Search the entries for the word "PartialEq" and return every line where it is found.

(Beginning of Record extracts)

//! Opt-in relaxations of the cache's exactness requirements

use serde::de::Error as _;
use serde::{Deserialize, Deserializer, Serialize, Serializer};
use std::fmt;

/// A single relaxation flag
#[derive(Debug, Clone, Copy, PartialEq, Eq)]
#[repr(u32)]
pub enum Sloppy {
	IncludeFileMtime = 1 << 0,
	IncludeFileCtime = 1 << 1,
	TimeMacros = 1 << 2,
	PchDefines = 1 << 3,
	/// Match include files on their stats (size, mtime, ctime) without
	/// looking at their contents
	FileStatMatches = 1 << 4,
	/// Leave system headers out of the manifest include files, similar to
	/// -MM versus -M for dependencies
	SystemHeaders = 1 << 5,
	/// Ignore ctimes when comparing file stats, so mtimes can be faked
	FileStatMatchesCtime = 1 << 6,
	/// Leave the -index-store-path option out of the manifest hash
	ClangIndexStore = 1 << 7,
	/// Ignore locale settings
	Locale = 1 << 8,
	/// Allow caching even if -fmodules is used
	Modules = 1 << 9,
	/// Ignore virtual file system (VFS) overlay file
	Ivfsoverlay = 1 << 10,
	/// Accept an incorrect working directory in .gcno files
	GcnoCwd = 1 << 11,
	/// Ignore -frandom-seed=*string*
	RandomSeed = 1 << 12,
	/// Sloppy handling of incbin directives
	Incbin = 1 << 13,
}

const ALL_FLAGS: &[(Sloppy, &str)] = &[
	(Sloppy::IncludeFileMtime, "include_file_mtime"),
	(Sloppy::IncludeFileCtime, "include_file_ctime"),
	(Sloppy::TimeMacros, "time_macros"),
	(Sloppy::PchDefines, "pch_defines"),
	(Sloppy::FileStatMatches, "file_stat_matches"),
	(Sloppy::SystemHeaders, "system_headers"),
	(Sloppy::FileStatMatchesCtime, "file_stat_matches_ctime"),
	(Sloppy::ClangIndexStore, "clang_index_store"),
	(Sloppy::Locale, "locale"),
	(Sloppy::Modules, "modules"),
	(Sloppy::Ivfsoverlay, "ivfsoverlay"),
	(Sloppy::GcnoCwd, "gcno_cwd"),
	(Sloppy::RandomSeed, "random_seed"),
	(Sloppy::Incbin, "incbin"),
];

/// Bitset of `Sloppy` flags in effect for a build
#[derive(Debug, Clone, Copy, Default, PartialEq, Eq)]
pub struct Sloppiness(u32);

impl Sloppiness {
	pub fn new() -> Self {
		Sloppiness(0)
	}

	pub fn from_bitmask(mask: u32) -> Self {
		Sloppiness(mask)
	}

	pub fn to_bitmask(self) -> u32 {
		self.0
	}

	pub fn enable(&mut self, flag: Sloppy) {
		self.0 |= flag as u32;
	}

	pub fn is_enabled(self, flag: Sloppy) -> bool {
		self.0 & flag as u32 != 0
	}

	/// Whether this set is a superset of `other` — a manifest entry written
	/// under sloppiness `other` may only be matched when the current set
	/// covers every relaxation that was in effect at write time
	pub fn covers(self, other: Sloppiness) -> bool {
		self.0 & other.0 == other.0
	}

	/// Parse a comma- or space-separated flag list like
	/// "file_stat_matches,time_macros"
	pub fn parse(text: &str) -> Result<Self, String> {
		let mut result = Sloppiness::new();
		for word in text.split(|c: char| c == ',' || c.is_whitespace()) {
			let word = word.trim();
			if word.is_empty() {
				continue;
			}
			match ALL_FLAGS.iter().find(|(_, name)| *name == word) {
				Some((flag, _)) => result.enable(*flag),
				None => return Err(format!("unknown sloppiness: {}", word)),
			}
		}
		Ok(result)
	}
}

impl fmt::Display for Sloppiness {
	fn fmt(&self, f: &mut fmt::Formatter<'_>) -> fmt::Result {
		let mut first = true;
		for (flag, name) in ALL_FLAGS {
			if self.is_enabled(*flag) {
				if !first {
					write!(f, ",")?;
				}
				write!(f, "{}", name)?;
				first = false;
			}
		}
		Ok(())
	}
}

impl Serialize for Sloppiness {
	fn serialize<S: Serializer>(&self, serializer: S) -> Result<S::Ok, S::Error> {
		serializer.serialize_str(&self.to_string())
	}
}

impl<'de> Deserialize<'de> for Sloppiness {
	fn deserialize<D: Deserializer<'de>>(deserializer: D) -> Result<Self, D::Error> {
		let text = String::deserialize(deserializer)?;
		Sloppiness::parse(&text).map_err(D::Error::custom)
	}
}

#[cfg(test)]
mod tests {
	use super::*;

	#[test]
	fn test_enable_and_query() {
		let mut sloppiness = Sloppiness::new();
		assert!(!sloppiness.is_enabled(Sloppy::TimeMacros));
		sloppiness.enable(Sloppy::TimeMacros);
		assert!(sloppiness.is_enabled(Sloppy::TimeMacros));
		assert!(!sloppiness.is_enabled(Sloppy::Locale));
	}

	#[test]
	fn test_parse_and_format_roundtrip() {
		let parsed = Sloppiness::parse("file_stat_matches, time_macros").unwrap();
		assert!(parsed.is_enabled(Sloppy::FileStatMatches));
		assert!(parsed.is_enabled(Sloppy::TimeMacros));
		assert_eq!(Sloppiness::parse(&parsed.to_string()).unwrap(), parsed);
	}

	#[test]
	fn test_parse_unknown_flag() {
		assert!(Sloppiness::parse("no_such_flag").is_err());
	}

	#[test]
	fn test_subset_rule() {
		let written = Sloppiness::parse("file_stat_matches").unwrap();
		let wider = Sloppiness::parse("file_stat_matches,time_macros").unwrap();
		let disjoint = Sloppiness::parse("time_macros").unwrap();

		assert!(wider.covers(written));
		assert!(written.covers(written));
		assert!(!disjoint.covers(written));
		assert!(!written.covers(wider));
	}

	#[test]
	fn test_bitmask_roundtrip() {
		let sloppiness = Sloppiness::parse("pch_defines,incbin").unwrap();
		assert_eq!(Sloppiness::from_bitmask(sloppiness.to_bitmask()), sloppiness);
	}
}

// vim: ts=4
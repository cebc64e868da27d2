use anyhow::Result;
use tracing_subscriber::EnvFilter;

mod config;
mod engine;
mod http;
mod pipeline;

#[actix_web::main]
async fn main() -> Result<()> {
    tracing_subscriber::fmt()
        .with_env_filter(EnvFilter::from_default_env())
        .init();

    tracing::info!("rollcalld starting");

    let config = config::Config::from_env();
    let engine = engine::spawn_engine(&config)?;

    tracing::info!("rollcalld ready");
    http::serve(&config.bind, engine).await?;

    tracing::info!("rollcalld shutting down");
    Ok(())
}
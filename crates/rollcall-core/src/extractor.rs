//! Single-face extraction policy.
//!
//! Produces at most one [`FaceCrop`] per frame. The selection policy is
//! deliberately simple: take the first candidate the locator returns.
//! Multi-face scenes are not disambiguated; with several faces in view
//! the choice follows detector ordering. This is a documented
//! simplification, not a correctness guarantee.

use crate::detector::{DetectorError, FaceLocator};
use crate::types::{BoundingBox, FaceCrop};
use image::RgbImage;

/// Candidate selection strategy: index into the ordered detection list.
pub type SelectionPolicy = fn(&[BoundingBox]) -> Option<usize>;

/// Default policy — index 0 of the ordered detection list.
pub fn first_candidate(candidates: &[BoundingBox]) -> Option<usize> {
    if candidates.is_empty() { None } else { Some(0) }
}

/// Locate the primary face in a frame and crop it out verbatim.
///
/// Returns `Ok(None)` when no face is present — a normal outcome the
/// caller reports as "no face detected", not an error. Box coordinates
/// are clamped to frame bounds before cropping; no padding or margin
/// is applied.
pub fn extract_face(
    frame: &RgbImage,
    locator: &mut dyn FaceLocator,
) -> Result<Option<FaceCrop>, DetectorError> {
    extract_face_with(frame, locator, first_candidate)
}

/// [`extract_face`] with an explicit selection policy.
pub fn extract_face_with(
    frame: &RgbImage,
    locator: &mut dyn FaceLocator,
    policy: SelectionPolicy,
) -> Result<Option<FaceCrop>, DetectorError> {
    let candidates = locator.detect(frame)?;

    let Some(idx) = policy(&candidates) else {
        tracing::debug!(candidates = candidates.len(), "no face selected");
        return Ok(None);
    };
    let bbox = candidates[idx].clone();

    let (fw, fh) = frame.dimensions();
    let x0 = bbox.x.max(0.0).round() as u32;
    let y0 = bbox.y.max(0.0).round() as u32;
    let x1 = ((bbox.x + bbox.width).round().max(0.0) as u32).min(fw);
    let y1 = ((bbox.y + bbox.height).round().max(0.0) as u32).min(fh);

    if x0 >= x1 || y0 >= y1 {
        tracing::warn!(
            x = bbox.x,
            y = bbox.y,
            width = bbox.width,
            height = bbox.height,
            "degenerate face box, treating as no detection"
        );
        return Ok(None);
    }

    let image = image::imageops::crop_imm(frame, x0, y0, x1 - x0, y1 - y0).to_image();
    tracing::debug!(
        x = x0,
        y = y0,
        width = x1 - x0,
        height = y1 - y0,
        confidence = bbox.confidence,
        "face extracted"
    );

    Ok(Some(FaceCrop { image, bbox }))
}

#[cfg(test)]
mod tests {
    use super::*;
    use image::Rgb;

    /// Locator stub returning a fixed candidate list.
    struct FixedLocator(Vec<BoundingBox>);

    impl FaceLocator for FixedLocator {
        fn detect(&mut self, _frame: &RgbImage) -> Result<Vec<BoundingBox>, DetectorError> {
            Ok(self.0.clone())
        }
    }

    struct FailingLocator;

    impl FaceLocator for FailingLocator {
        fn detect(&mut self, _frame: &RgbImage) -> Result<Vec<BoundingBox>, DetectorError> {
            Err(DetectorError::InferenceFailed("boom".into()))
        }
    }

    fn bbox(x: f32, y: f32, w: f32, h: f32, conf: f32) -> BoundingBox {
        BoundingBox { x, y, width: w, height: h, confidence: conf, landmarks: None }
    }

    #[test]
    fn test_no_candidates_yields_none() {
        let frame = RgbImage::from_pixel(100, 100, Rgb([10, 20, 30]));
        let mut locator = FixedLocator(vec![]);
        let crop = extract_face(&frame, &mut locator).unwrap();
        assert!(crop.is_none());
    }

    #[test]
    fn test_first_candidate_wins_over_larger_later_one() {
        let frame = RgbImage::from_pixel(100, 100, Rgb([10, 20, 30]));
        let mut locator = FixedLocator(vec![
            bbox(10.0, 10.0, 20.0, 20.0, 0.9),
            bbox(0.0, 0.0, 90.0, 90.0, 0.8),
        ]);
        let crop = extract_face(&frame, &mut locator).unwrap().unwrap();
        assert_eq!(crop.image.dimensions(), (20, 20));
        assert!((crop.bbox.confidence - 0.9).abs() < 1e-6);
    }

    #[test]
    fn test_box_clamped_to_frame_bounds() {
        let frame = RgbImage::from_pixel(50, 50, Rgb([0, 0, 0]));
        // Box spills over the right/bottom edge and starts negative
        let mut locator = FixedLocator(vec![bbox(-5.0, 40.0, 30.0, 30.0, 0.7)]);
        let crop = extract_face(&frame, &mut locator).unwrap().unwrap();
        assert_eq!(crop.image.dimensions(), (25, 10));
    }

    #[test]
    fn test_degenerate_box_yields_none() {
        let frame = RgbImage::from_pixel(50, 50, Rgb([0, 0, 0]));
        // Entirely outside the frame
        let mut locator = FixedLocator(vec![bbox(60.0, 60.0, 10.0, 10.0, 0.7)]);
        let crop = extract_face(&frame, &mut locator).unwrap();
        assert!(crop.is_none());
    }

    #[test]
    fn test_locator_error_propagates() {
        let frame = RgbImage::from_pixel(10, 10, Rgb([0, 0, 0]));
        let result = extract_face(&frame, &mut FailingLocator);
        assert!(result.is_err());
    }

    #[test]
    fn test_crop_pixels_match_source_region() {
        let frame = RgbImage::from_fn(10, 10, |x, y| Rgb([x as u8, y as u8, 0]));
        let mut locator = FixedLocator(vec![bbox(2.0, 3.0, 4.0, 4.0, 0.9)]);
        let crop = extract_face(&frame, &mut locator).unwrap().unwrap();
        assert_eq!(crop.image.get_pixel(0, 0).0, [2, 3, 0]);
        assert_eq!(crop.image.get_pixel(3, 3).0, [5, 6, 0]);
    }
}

(End of Record extracts)

#### [Exercise output]
#[derive(Debug, Clone, Copy, PartialEq, Eq)]
#[derive(Debug, Clone, Copy, Default, PartialEq, Eq)]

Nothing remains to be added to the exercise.